Applying the first definition as above, the Illinois Supreme Court held that the appellant there, plaintiff below, was not a de facto corporation. The object for which the corporation was formed, as stated in the certificate in the Imperial Building Company case, was to lease for a term of years, not to exceed ninety-nine years, certain lots “for the purpose of erecting thereon a building for the accommodation of tenants, to make leases, collect rents and do all things incident to the management of said property.” The court held that a corporation cannot be organized under the Illinois laws for the acquisition of real estate, erecting a building thereon, and renting to tenants as a mere investment; that acquiring the lease for ninety-nine years is acquiring real estate. Quoting section 234 from Cook on Corporations, as above, as to a corporation de facto, it is held that the plaintiff is not a corporation de facto; nor is it one de jure, for its stated object is illegal, and that the lessee of such a corporation, in such a proceeding as then, before the court, could attack that existence.

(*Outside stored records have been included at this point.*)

//! Exponential backoff schedule with jitter and an elapsed-time budget.
//!
//! Each logical API call owns its own [`ExponentialBackoff`], created from the
//! client's [`BackoffOptions`]. Calls never observe each other's progress.

use std::time::{Duration, Instant};

use rand::Rng;

use crate::BackoffOptions;

#[derive(Clone, Debug)]
pub struct ExponentialBackoff {
    current: Duration,
    max_interval: Duration,
    max_elapsed: Option<Duration>,
    multiplier: f64,
    randomization: f64,
    started: Instant,
}

impl ExponentialBackoff {
    pub fn new(options: &BackoffOptions) -> Self {
        Self {
            current: Duration::from_millis(options.initial_interval_ms),
            max_interval: Duration::from_millis(options.max_interval_ms),
            max_elapsed: (options.max_elapsed_ms > 0)
                .then(|| Duration::from_millis(options.max_elapsed_ms)),
            multiplier: f64::from(options.multiplier_milli) / 1_000.0,
            randomization: f64::from(options.randomization_milli) / 1_000.0,
            started: Instant::now(),
        }
    }

    /// Returns the next delay, or `None` once the elapsed budget is spent.
    pub fn next_backoff(&mut self) -> Option<Duration> {
        if let Some(max_elapsed) = self.max_elapsed {
            if self.started.elapsed() > max_elapsed {
                return None;
            }
        }

        let delay = self.randomize(self.current);

        let next_nanos = (self.current.as_nanos() as f64 * self.multiplier) as u128;
        let max_nanos = self.max_interval.as_nanos();
        self.current = Duration::from_nanos(next_nanos.min(max_nanos) as u64);

        Some(delay)
    }

    fn randomize(&self, base: Duration) -> Duration {
        if self.randomization <= 0.0 {
            return base;
        }
        let base = base.as_secs_f64();
        let delta = self.randomization * base;
        let low = (base - delta).max(0.0);
        let high = base + delta;
        Duration::from_secs_f64(rand::rng().random_range(low..=high))
    }
}
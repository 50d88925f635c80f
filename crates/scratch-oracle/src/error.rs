//! Version oracle error types.

/// Errors from version oracle calls.
#[derive(Debug, thiserror::Error)]
pub enum OracleError {
    /// HTTP transport error.
    #[error("HTTP error calling {endpoint}: {source}")]
    Http {
        endpoint: String,
        source: reqwest::Error,
    },
    /// The oracle returned a non-2xx status.
    #[error("version oracle {endpoint} returned {status}: {body}")]
    Api {
        endpoint: String,
        status: u16,
        body: String,
    },
    /// Response deserialization failed.
    #[error("failed to deserialize response from {endpoint}: {source}")]
    Deserialization {
        endpoint: String,
        source: reqwest::Error,
    },
    /// Configuration error.
    #[error("configuration error: {0}")]
    Config(#[from] super::config::ConfigError),
    /// The oracle could not be reached for a reason outside HTTP.
    #[error("version oracle unavailable: {0}")]
    Unavailable(String),
}
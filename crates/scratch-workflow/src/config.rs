//! Workflow configuration.

use std::time::Duration;

/// Default simulated reveal latency in milliseconds.
pub const DEFAULT_REVEAL_DELAY_MS: u64 = 2000;

/// Tunables for [`ActivationWorkflow`](crate::ActivationWorkflow).
#[derive(Debug, Clone, PartialEq, Eq)]
pub struct WorkflowConfig {
    /// How long a reveal stays in `Loading` before the code is minted.
    pub reveal_delay: Duration,
}

impl WorkflowConfig {
    /// Load configuration from environment variables.
    ///
    /// Variables:
    /// - `SCRATCH_REVEAL_DELAY_MS` (default: 2000)
    pub fn from_env() -> Result<Self, ConfigError> {
        let reveal_delay_ms = match std::env::var("SCRATCH_REVEAL_DELAY_MS") {
            Ok(raw) => raw.trim().parse().map_err(|_| ConfigError::InvalidNumber {
                var: "SCRATCH_REVEAL_DELAY_MS".to_string(),
                value: raw,
            })?,
            Err(_) => DEFAULT_REVEAL_DELAY_MS,
        };
        Ok(Self {
            reveal_delay: Duration::from_millis(reveal_delay_ms),
        })
    }
}

impl Default for WorkflowConfig {
    fn default() -> Self {
        Self {
            reveal_delay: Duration::from_millis(DEFAULT_REVEAL_DELAY_MS),
        }
    }
}

/// Configuration errors.
#[derive(Debug, Clone, PartialEq, Eq, thiserror::Error)]
pub enum ConfigError {
    #[error("invalid number for {var}: {value:?}")]
    InvalidNumber { var: String, value: String },
}

#[cfg(test)]
mod tests {
    use super::*;

    #[test]
    fn default_reveal_delay_is_two_seconds() {
        assert_eq!(WorkflowConfig::default().reveal_delay, Duration::from_secs(2));
    }

    #[test]
    fn from_env_reads_and_validates_delay() {
        std::env::set_var("SCRATCH_REVEAL_DELAY_MS", "150");
        let parsed = WorkflowConfig::from_env();
        std::env::set_var("SCRATCH_REVEAL_DELAY_MS", "later");
        let invalid = WorkflowConfig::from_env();
        std::env::remove_var("SCRATCH_REVEAL_DELAY_MS");
        let fallback = WorkflowConfig::from_env();

        assert_eq!(parsed.unwrap().reveal_delay, Duration::from_millis(150));
        assert!(matches!(invalid, Err(ConfigError::InvalidNumber { .. })));
        assert_eq!(fallback.unwrap(), WorkflowConfig::default());
    }
}
//! Observer capability for [`CardStateStore`](crate::CardStateStore).

use scratch_core::CardState;

/// Receives every card state transition.
///
/// `on_change` runs synchronously while the store holds its notify lock.
/// It must not call back into the store, and it should return quickly.
pub trait CardStateObserver: Send + Sync {
    /// Called with the new state after each transition, and once with the
    /// current state at subscription time.
    fn on_change(&self, state: &CardState);
}

impl<F> CardStateObserver for F
where
    F: Fn(&CardState) + Send + Sync,
{
    fn on_change(&self, state: &CardState) {
        self(state)
    }
}
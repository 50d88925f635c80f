//! # Activation Errors
//!
//! Every failed activation leaves the card in `Scratched(code)` and returns
//! one of these. Rejection and transport failure are distinct kinds so the
//! presentation can explain a too-old version differently from an outage.

use scratch_core::{CardCode, Version};
use scratch_oracle::OracleError;
use thiserror::Error;

use crate::scope::ScopeError;

/// Outcome of a failed activation attempt.
#[derive(Error, Debug)]
pub enum ActivationError {
    /// The oracle answered, but the version is at or below the threshold.
    #[error("version {observed} is not greater than {threshold}")]
    RejectedVersion {
        /// The code the activation was attempted with.
        code: CardCode,
        /// Version the oracle reported.
        observed: Version,
        /// Threshold the version had to exceed.
        threshold: Version,
    },

    /// The oracle call itself could not complete.
    #[error("version check failed: {0}")]
    Transport(#[source] OracleError),

    /// The application scope shut down before the activation resolved.
    #[error("activation interrupted: {0}")]
    Interrupted(#[from] ScopeError),
}

impl ActivationError {
    /// Whether the oracle answered with a version that was too old.
    pub fn is_rejection(&self) -> bool {
        matches!(self, Self::RejectedVersion { .. })
    }

    /// Whether the oracle could not be reached.
    pub fn is_transport(&self) -> bool {
        matches!(self, Self::Transport(_))
    }
}

#[cfg(test)]
mod tests {
    use super::*;
    use scratch_core::ACTIVATION_THRESHOLD;
    use std::error::Error as _;

    #[test]
    fn rejection_message_names_both_versions() {
        let err = ActivationError::RejectedVersion {
            code: CardCode::new("OLD123").unwrap(),
            observed: Version(200_000),
            threshold: ACTIVATION_THRESHOLD,
        };
        assert_eq!(err.to_string(), "version 200000 is not greater than 277028");
        assert!(err.is_rejection());
        assert!(!err.is_transport());
    }

    #[test]
    fn transport_keeps_the_original_cause() {
        let err = ActivationError::Transport(OracleError::Unavailable("Network error".into()));
        assert!(err.is_transport());
        let source = err.source().map(|s| s.to_string());
        assert_eq!(
            source.as_deref(),
            Some("version oracle unavailable: Network error")
        );
    }

    #[test]
    fn scope_errors_convert_into_interrupted() {
        let err: ActivationError = ScopeError::Cancelled.into();
        assert!(matches!(err, ActivationError::Interrupted(ScopeError::Cancelled)));
    }
}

That the plaintiff here was duly incorporated and that its subsequent change of name, increase of its capital and enlarged specification of the objects, were all done in compliance with the laws of the State of Illinois, is clear, in fact is not contested. The contention *132of learned counsel for appellant turns on the proposition that it not only does not appear that this plaintiff “might have been organized” under the statutes, but that it affirmatively appears that its proposed objects were unlawful; that the object stated is an unlawful object, under the laws of Illinois governing the creation of corporations, and the attempted incorporation a nullity.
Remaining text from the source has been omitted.